-- Opening Marker --
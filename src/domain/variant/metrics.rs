//! Variant performance rollup.

use serde::Serialize;

use crate::domain::analytics::pipeline::{conversion_rate, share};
use crate::domain::model::link_variant::LinkVariant;

#[derive(Debug, Clone, PartialEq, Serialize)]
#[serde(rename_all = "camelCase")]
pub struct VariantMetrics {
    pub id: String,
    pub label: String,
    pub weight: f64,
    pub clicks: u64,
    pub conversions: u64,
    pub cvr: f64,
    pub click_share: f64,
    pub conversion_share: f64,
    /// Percentage-point difference against the aggregate CVR.
    pub cvr_delta: f64,
}

#[derive(Debug, Clone, Copy, Default, PartialEq, Serialize)]
#[serde(rename_all = "camelCase")]
pub struct VariantTotals {
    pub total_clicks: u64,
    pub total_conversions: u64,
    pub overall_cvr: f64,
}

#[derive(Debug, Clone, PartialEq, Serialize)]
#[serde(rename_all = "camelCase")]
pub struct VariantPerformance {
    pub totals: VariantTotals,
    pub variants: Vec<VariantMetrics>,
    /// Index into `variants`; first wins ties, `None` when empty.
    pub best_by_clicks: Option<usize>,
    pub best_by_cvr: Option<usize>,
    /// Never zero; bar widths divide by this.
    pub max_clicks: u64,
}

impl VariantPerformance {
    pub fn best_by_clicks(&self) -> Option<&VariantMetrics> {
        self.best_by_clicks.and_then(|i| self.variants.get(i))
    }

    pub fn best_by_cvr(&self) -> Option<&VariantMetrics> {
        self.best_by_cvr.and_then(|i| self.variants.get(i))
    }
}

/// Roll raw variants up into totals and per-variant derived metrics. Every
/// rate is zero-guarded; the input order is preserved so downstream
/// tie-breaks stay deterministic.
pub fn build_performance(variants: &[LinkVariant]) -> VariantPerformance {
    let total_clicks: u64 = variants.iter().map(|v| v.clicks).sum();
    let total_conversions: u64 = variants.iter().map(|v| v.conversions).sum();
    let overall_cvr = conversion_rate(total_clicks, total_conversions);

    let metrics: Vec<VariantMetrics> = variants
        .iter()
        .map(|v| {
            let cvr = v.conversion_rate();
            VariantMetrics {
                id: v.id.clone(),
                label: v.label.clone(),
                weight: v.weight,
                clicks: v.clicks,
                conversions: v.conversions,
                cvr,
                click_share: share(v.clicks, total_clicks),
                conversion_share: share(v.conversions, total_conversions),
                cvr_delta: cvr - overall_cvr,
            }
        })
        .collect();

    let best_by_clicks = best_index(&metrics, |m| m.clicks as f64);
    let best_by_cvr = best_index(&metrics, |m| m.cvr);
    let max_clicks = metrics.iter().map(|m| m.clicks).max().unwrap_or(0).max(1);

    VariantPerformance {
        totals: VariantTotals {
            total_clicks,
            total_conversions,
            overall_cvr,
        },
        variants: metrics,
        best_by_clicks,
        best_by_cvr,
        max_clicks,
    }
}

/// Reduce-style selection: only a strictly greater score replaces the
/// leader, so the first variant in input order wins ties.
fn best_index<F>(metrics: &[VariantMetrics], score: F) -> Option<usize>
where
    F: Fn(&VariantMetrics) -> f64,
{
    let mut best: Option<usize> = None;
    for (idx, metric) in metrics.iter().enumerate() {
        match best {
            None => best = Some(idx),
            Some(leader) if score(metric) > score(&metrics[leader]) => best = Some(idx),
            Some(_) => {}
        }
    }
    best
}
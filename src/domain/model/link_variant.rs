//! Weighted link variants for split testing.

use serde::{Deserialize, Serialize};

#[derive(Debug, Clone, Default, PartialEq, Serialize, Deserialize)]
#[serde(rename_all = "camelCase", default)]
pub struct LinkVariant {
    /// Backend-assigned opaque id, e.g. `var-20240201103000`.
    pub id: String,
    pub label: String,
    pub target_url: String,
    /// Traffic weight in percent, nominally 0..=100. Not renormalized here.
    pub weight: f64,
    pub clicks: u64,
    pub conversions: u64,
    pub created_at: String,
    pub updated_at: String,
}

impl LinkVariant {
    /// Conversion rate in percent, zero for a variant with no clicks.
    /// Values above 100 pass through unclamped.
    pub fn conversion_rate(&self) -> f64 {
        if self.clicks > 0 {
            self.conversions as f64 / self.clicks as f64 * 100.0
        } else {
            0.0
        }
    }
}
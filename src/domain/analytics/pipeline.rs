//! Grouping and rate primitives shared by every analytics view.

use std::collections::{BTreeMap, HashMap};

use chrono::NaiveDate;
use tracing::warn;

use crate::domain::analytics::bucket::Bucket;
use crate::domain::common::time::day_key;

/// Days of history on link-level charts.
pub const LINK_TREND_DAYS: usize = 30;
/// Days of history on the dashboard overview.
pub const OVERVIEW_TREND_DAYS: usize = 7;

/// Count events per category. Buckets come back sorted by count descending;
/// equal counts keep first-seen input order.
pub fn group_by_category<T, F>(events: &[T], key_fn: F) -> Vec<Bucket>
where
    F: Fn(&T) -> String,
{
    let mut counts: HashMap<String, (usize, u64)> = HashMap::new();
    for (idx, event) in events.iter().enumerate() {
        let entry = counts.entry(key_fn(event)).or_insert((idx, 0));
        entry.1 += 1;
    }

    let mut tagged: Vec<(usize, Bucket)> = counts
        .into_iter()
        .map(|(key, (first_seen, value))| (first_seen, Bucket { key, value }))
        .collect();
    tagged.sort_by(|a, b| b.1.value.cmp(&a.1.value).then(a.0.cmp(&b.0)));

    tagged.into_iter().map(|(_, bucket)| bucket).collect()
}

/// Count events per calendar day, oldest first, keeping the most recent
/// `last_n` days that actually saw events. Events without a derivable date
/// cannot be placed on the axis and are left out.
pub fn group_by_day<T, F>(events: &[T], date_fn: F, last_n: usize) -> Vec<Bucket>
where
    F: Fn(&T) -> Option<NaiveDate>,
{
    let mut days: BTreeMap<NaiveDate, u64> = BTreeMap::new();
    let mut skipped = 0usize;

    for event in events {
        match date_fn(event) {
            Some(day) => *days.entry(day).or_default() += 1,
            None => skipped += 1,
        }
    }

    if skipped > 0 {
        warn!(skipped, "events without a parseable date left out of day trend");
    }

    let mut buckets: Vec<Bucket> = days
        .into_iter()
        .map(|(day, value)| Bucket {
            key: day_key(day),
            value,
        })
        .collect();

    if buckets.len() > last_n {
        buckets.drain(..buckets.len() - last_n);
    }
    buckets
}

/// Percentage share, zero when the whole is zero.
pub fn share(part: u64, whole: u64) -> f64 {
    if whole > 0 {
        part as f64 / whole as f64 * 100.0
    } else {
        0.0
    }
}

/// Conversion rate in percent, zero without clicks. Not clamped above 100;
/// conversions exceeding clicks are reported as given.
pub fn conversion_rate(clicks: u64, conversions: u64) -> f64 {
    if clicks > 0 {
        conversions as f64 / clicks as f64 * 100.0
    } else {
        0.0
    }
}

/// The largest `n` buckets after a descending re-sort; ties keep their
/// current order, output length is `min(n, buckets.len())`.
pub fn top_n(buckets: &[Bucket], n: usize) -> Vec<Bucket> {
    let mut sorted = buckets.to_vec();
    sorted.sort_by(|a, b| b.value.cmp(&a.value));
    sorted.truncate(n);
    sorted
}
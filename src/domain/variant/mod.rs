//! Variant analytics: performance rollup plus qualitative insights.

pub mod insight;
pub mod metrics;
pub mod service;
-- Closing Marker --
§ Task objective: Line count for "model": count the lines in the records above that contain this word, and write only the number.

§ Written solution: 2